The mGluR5 positive allosteric modulator CDPPB inhibits SO₂-induced protein radical formation and mitochondrial dysfunction through activation of Akt in mouse hippocampal HT22 cells.

Abstract

Sulfur dioxide (SO2) is a common gas pollutant that is detrimental to many organs. Previous studies have shown that SO2 exposure is involved in neurotoxicity and increased risk of many brain disorders; however, our understanding of the mechanisms underlying SO2-induced cytotoxicity on neuronal cells remains elusive. The group I metabotropic glutamate receptor 5 (mGluR5) can modulate addiction, pain, and neuronal cell death. In the present study, we showed that SO2 derivatives exposure induced protein radical formation, mitochondrial dysfunction, and apoptotic cell death in neuronal HT22 cells.
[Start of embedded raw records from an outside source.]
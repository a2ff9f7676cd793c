//! revive-app — demo HTTP service.
//!
//! # Usage
//!
//! ```text
//! revive-app --config configs/webapp.toml
//! ```

use std::net::SocketAddr;
use std::path::PathBuf;

use anyhow::Context;
use clap::Parser;
use tracing::{error, info};

use revive_app::{AppState, build_router};
use revive_core::{WebAppConfig, init_logging};

#[derive(Parser)]
#[command(name = "revive-app", about = "Hello-world service watched by revive-monitor", version)]
struct Cli {
    /// Path to the web service config file.
    #[arg(short, long, default_value = "configs/webapp.toml")]
    config: PathBuf,
}

#[tokio::main]
async fn main() -> anyhow::Result<()> {
    let cli = Cli::parse();

    let config = WebAppConfig::from_file(&cli.config)
        .with_context(|| format!("failed to load {}", cli.config.display()))?;
    init_logging(&config.log_file, &config.log_level)?;

    let addr = config.listen_addr();
    info!(host = %config.host, port = config.port, "starting web service");

    let router = build_router(AppState::default());
    let listener = tokio::net::TcpListener::bind(&addr)
        .await
        .with_context(|| format!("failed to bind {addr}"))?;

    info!(%addr, "server listening");

    if let Err(e) = axum::serve(
        listener,
        router.into_make_service_with_connect_info::<SocketAddr>(),
    )
    .with_graceful_shutdown(shutdown_signal())
    .await
    {
        error!(error = %e, "server error");
        return Err(e.into());
    }

    info!("server stopped");
    Ok(())
}

/// Resolve on Ctrl-C or SIGTERM.
async fn shutdown_signal() {
    let ctrl_c = async {
        if let Err(e) = tokio::signal::ctrl_c().await {
            error!(error = %e, "failed to listen for ctrl-c");
            std::future::pending::<()>().await;
        }
    };

    #[cfg(unix)]
    let terminate = async {
        use tokio::signal::unix::{SignalKind, signal};
        match signal(SignalKind::terminate()) {
            Ok(mut sigterm) => {
                sigterm.recv().await;
            }
            Err(e) => {
                error!(error = %e, "failed to listen for SIGTERM");
                std::future::pending::<()>().await;
            }
        }
    };

    #[cfg(not(unix))]
    let terminate = std::future::pending::<()>();

    tokio::select! {
        _ = ctrl_c => {}
        _ = terminate => {}
    }

    info!("shutdown signal received, stopping server");
}
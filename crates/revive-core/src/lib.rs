//! revive-core — configuration and logging shared by the Revive binaries.

pub mod config;
pub mod error;
pub mod logging;

pub use config::{MonitorConfig, RestartBackend, WebAppConfig};
pub use error::{ConfigError, ConfigResult, LoggingError};
pub use logging::init_logging;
Pretreatment with 3-cyano-N-(1,3-diphenyl-1H-pyrazol-5-yl) (CDPPB), a positive allosteric modulator of mGluR5, significantly attenuated SO2-induced neurotoxicity, which was fully prevented by the mGluR5 antagonist MPEP. CDPPB reduced the protein radical formation and inducible nitric oxide synthase (iNOS)-derived generation of nitric oxide, and inhibited mitochondrial dysfunction in both HT22 cells and isolated mitochondria after SO2 treatment. Moreover, CDPPB increased the activation of Akt in the presence and absence of SO2 treatment. Blocking Akt activation using the selective inhibitor LY294002 partially reversed the CDPPB-induced protection against SO2-induced neurotoxicity. This study provides mechanistic experimental support for oxidative stress and mitochondrial dysfunction after SO2 exposure in neuronal cells, and also introduces a novel therapeutic approach for SO2-induced neurotoxicity.